In regard to envy, many of them feel sad about the
spiritual good of others and experience sensible grief in noting that their neighbor is ahead of them on the road to perfection, and they do not want to
hear others praised. Learning of the virtues of others makes them sad. They
cannot bear to hear others being praised without contradicting and undoing these
compliments as much as possible. Their annoyance grows because they themselves
do not receive these plaudits and because they long for preference in
All of this is contrary to charity, which, as St. Paul says,
rejoices in the truth [1 Cor. 13:6]. If any envy accompanies charity, it is a
holy envy by which they become sad at not having the virtues of others, rejoice
that others have them, and are happy that all others are ahead of them in the
service of God, since they themselves are so wanting in his service.
2. Also, regarding spiritual sloth, these beginners usually become weary in
exercises that are more spiritual and flee from them since these exercises are
contrary to sensory satisfaction. Since they are so used to finding delight in
spiritual practices, they become bored when they do not find it. If they do not
receive in prayer the satisfaction they crave - for after all it is fit that God
withdraw this so as to try them - they do not want to return to it, or at times
they either give up prayer or go to it begrudgingly. Because of their sloth,
they subordinate the way of perfection (which requires denying one's own will
and satisfaction for God) to the pleasure and delight of their own will. As a
result they strive to satisfy their own will rather than God's.

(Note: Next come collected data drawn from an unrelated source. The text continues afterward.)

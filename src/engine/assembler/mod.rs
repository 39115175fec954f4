//! Argument assembly for each supported engine operation.
//!
//! Every path-bearing value is translated exactly once here, and container
//! environment entries are pushed as masked arguments.

use super::command::CommandLine;
use super::path::PathStyle;
use super::request::RunRequest;
use super::tokenize::split_words;

const INSPECT_ID_FORMAT: &str = "--format={{.Id}}";

/// Builds engine command lines for one engine binary and path style.
#[derive(Debug, Clone, PartialEq, Eq)]
pub struct ArgumentAssembler {
    engine: String,
    path_style: PathStyle,
}

impl ArgumentAssembler {
    /// Create an assembler for `engine` (for example `docker`).
    #[must_use]
    pub fn new(engine: impl Into<String>, path_style: PathStyle) -> Self {
        Self {
            engine: engine.into(),
            path_style,
        }
    }

    /// Return the engine binary.
    #[must_use]
    pub fn engine(&self) -> &str {
        &self.engine
    }

    /// Return the path style applied to path-bearing values.
    #[must_use]
    pub const fn path_style(&self) -> PathStyle {
        self.path_style
    }

    /// Assemble `run -d -t ...` for a detached container with a pseudo-terminal.
    #[must_use]
    pub fn run(&self, request: &RunRequest) -> CommandLine {
        let mut command = CommandLine::new(self.engine.as_str()).args(["run", "-d", "-t"]);

        if self.path_style == PathStyle::Posix && !request.user().is_empty() {
            command.push("-u");
            command.push(request.user());
        }

        if let Some(extra) = request.extra_args() {
            for word in split_words(extra) {
                command.push(word);
            }
        }

        if let Some(workdir) = request.workdir() {
            command.push("-w");
            command.push(self.path_style.translate(workdir).into_string());
        }

        for (host, container) in request.volumes() {
            let host_path = self.path_style.translate(host);
            let container_path = self.path_style.translate(container);
            command.push("-v");
            command.push(format!("{host_path}:{container_path}"));
        }

        for container_id in request.volumes_from() {
            command.push("--volumes-from");
            command.push(container_id.as_str());
        }

        for (name, value) in request.container_env() {
            command.push("-e");
            command.push_masked(format!("{name}={value}"));
        }

        command.push(request.image());
        for token in request.command() {
            command.push(token.as_str());
        }
        command
    }

    /// Assemble `top <container>`.
    #[must_use]
    pub fn top(&self, container_id: &str) -> CommandLine {
        self.engine_command(&["top", container_id])
    }

    /// Assemble `inspect <name> --format={{.Id}}`.
    #[must_use]
    pub fn inspect_id(&self, name: &str) -> CommandLine {
        self.engine_command(&["inspect", name, INSPECT_ID_FORMAT])
    }

    /// Assemble an engine invocation from literal tokens.
    #[must_use]
    pub fn engine_command(&self, tokens: &[&str]) -> CommandLine {
        self.ad_hoc(&self.engine, tokens)
    }

    /// Assemble an arbitrary host command.
    ///
    /// Every token after the program is passed through the path translator;
    /// the program itself is kept verbatim.
    #[must_use]
    pub fn ad_hoc(&self, program: &str, tokens: &[&str]) -> CommandLine {
        CommandLine::new(program).args(
            tokens
                .iter()
                .map(|token| self.path_style.translate(token).into_string()),
        )
    }
}
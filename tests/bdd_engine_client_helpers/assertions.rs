//! Then-step assertions for engine client behavioural scenarios.

use std::sync::PoisonError;

use dockhand::engine::{Containment, MASK_PLACEHOLDER};
use rstest_bdd_macros::then;

use super::state::{EngineClientState, FailureKind, Outcome, StepResult};

fn outcome(state: &EngineClientState) -> StepResult<Outcome> {
    state
        .outcome
        .get()
        .ok_or_else(|| String::from("operation outcome should be set"))
}

fn started_argvs(state: &EngineClientState) -> StepResult<Vec<Vec<String>>> {
    let started = state
        .started
        .get()
        .ok_or_else(|| String::from("start log should be set"))?;
    let specs = started.lock().unwrap_or_else(PoisonError::into_inner);
    Ok(specs.iter().map(|spec| spec.argv.clone()).collect())
}

fn diagnostic_lines(state: &EngineClientState) -> StepResult<Vec<String>> {
    let sink = state
        .diagnostics
        .get()
        .ok_or_else(|| String::from("diagnostics sink should be set"))?;
    Ok(sink.commands())
}

fn expect_failure(state: &EngineClientState, expected: FailureKind) -> StepResult<String> {
    match outcome(state)? {
        Outcome::Failed { kind, message } if kind == expected => Ok(message),
        Outcome::Failed { kind, message } => Err(format!(
            "expected {expected:?} failure, got {kind:?}: {message}"
        )),
        other => Err(format!("expected {expected:?} failure, got {other:?}")),
    }
}

#[then("the run output is {expected}")]
fn run_output_is(engine_client_state: &EngineClientState, expected: String) -> StepResult<()> {
    match outcome(engine_client_state)? {
        Outcome::Stdout(stdout) if stdout == expected => Ok(()),
        other => Err(format!("expected run output {expected:?}, got {other:?}")),
    }
}

#[then("the engine was invoked with run -d -t")]
fn engine_invoked_with_run_detached(engine_client_state: &EngineClientState) -> StepResult<()> {
    let argvs = started_argvs(engine_client_state)?;
    let prefix: Vec<&str> = argvs
        .first()
        .map(|argv| argv.iter().take(4).map(String::as_str).collect())
        .unwrap_or_default();
    if prefix == ["docker", "run", "-d", "-t"] {
        Ok(())
    } else {
        Err(format!("unexpected invocation prefix {prefix:?}"))
    }
}

#[then("the operation fails with an engine command failure mentioning {context}")]
fn fails_with_engine_command_failure(
    engine_client_state: &EngineClientState,
    context: String,
) -> StepResult<()> {
    let message = expect_failure(engine_client_state, FailureKind::EngineCommand)?;
    if message.contains(&context) {
        Ok(())
    } else {
        Err(format!("expected failure to mention {context:?}, got {message}"))
    }
}

#[then("the operation fails with an execution failure")]
fn fails_with_execution_failure(engine_client_state: &EngineClientState) -> StepResult<()> {
    expect_failure(engine_client_state, FailureKind::Execution).map(|_| ())
}

#[then("the engine received the argument {argument}")]
fn engine_received_argument(
    engine_client_state: &EngineClientState,
    argument: String,
) -> StepResult<()> {
    let argvs = started_argvs(engine_client_state)?;
    if argvs.iter().flatten().any(|arg| *arg == argument) {
        Ok(())
    } else {
        Err(format!("no started command received {argument:?}: {argvs:?}"))
    }
}

#[then("no diagnostic line contains {text}")]
fn no_diagnostic_line_contains(
    engine_client_state: &EngineClientState,
    text: String,
) -> StepResult<()> {
    let lines = diagnostic_lines(engine_client_state)?;
    match lines.iter().find(|line| line.contains(&text)) {
        Some(line) => Err(format!("diagnostic line leaked {text:?}: {line}")),
        None => Ok(()),
    }
}

#[then("a diagnostic line contains the redaction placeholder")]
fn diagnostic_line_contains_placeholder(
    engine_client_state: &EngineClientState,
) -> StepResult<()> {
    let lines = diagnostic_lines(engine_client_state)?;
    if lines.iter().any(|line| line.contains(MASK_PLACEHOLDER)) {
        Ok(())
    } else {
        Err(format!("no diagnostic line was redacted: {lines:?}"))
    }
}

#[then("the process names are {names}")]
fn process_names_are(engine_client_state: &EngineClientState, names: String) -> StepResult<()> {
    let expected: Vec<&str> = names.split(',').map(str::trim).collect();
    match outcome(engine_client_state)? {
        Outcome::Processes(actual) if actual == expected => Ok(()),
        other => Err(format!("expected processes {expected:?}, got {other:?}")),
    }
}

#[then("the process list is empty")]
fn process_list_is_empty(engine_client_state: &EngineClientState) -> StepResult<()> {
    match outcome(engine_client_state)? {
        Outcome::Processes(actual) if actual.is_empty() => Ok(()),
        other => Err(format!("expected no processes, got {other:?}")),
    }
}

#[then("the host is not containerized")]
fn host_is_not_containerized(engine_client_state: &EngineClientState) -> StepResult<()> {
    match outcome(engine_client_state)? {
        Outcome::Containment(Containment::Absent) => Ok(()),
        other => Err(format!("expected absent containment, got {other:?}")),
    }
}

#[then("the host is container {expected}")]
fn host_is_container(engine_client_state: &EngineClientState, expected: String) -> StepResult<()> {
    match outcome(engine_client_state)? {
        Outcome::Containment(Containment::Present { container_id }) if container_id == expected => {
            Ok(())
        }
        other => Err(format!("expected container {expected:?}, got {other:?}")),
    }
}

#[then("hostname was not queried")]
fn hostname_was_not_queried(engine_client_state: &EngineClientState) -> StepResult<()> {
    let argvs = started_argvs(engine_client_state)?;
    if argvs
        .iter()
        .any(|argv| argv.first().is_some_and(|program| program == "hostname"))
    {
        Err(String::from("hostname should not have been queried"))
    } else {
        Ok(())
    }
}

#[then("an operational note was recorded")]
fn operational_note_was_recorded(engine_client_state: &EngineClientState) -> StepResult<()> {
    let sink = engine_client_state
        .diagnostics
        .get()
        .ok_or_else(|| String::from("diagnostics sink should be set"))?;
    if sink.notes().is_empty() {
        Err(String::from("expected an operational note"))
    } else {
        Ok(())
    }
}

#[then("the identity is {expected}")]
fn identity_is(engine_client_state: &EngineClientState, expected: String) -> StepResult<()> {
    match outcome(engine_client_state)? {
        Outcome::Identity(identity) if identity == expected => Ok(()),
        other => Err(format!("expected identity {expected:?}, got {other:?}")),
    }
}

3. Many of these beginners want God to desire what they want, and they become
sad if they have to desire God's will. They feel an aversion toward adapting
their will to God's. Hence they frequently believe that what is not their will,
or brings them no satisfaction, is not God's will, and, on the other hand, that
if they are satisfied, God is too. They measure God by themselves and not
themselves by God, which is in opposition to his teaching in the Gospel that
those who lose their life for his sake will gain it and those who desire to gain
it will lose it [Mt. 16:25].
4. Beginners also become bored when told to do something unpleasant. Because
they look for spiritual gratifications and delights, they are extremely lax in
the fortitude and labor perfection demands. Like those who are reared in luxury,
they run sadly from everything rough, and they are scandalized by the cross, in
which spiritual delights are found. And in the more spiritual exercises their
boredom is greater. Since they expect to go about in spiritual matters according
to the whims and satisfactions of their own will, entering by the narrow way of
life, about which Christ speaks, is saddening and repugnant to them [Mt. 7:14].1
5. It is enough to have referred to the many imperfections of those who live in
this beginner's state to see their need for God to put them into the state of
proficients. He does this by introducing them into the dark night, of which we
will now speak. There, through pure dryness and interior darkness, he weans them
from the breasts of these gratifications and delights, takes away all these
trivialities and childish ways, and makes them acquire the virtues by very
different means. No matter how earnestly beginners in all their actions and
passions practice the mortification of self, they will never be able to do so
entirely - far from it - until God accomplishes it in them passively by means of
the purgation of this night.
May God be pleased to give me his divine light that
I may say something worthwhile about this subject, for in a night so dark and a
matter so difficult to treat and expound, his enlightenment is very necessary.
The verse, then, is:
One dark night.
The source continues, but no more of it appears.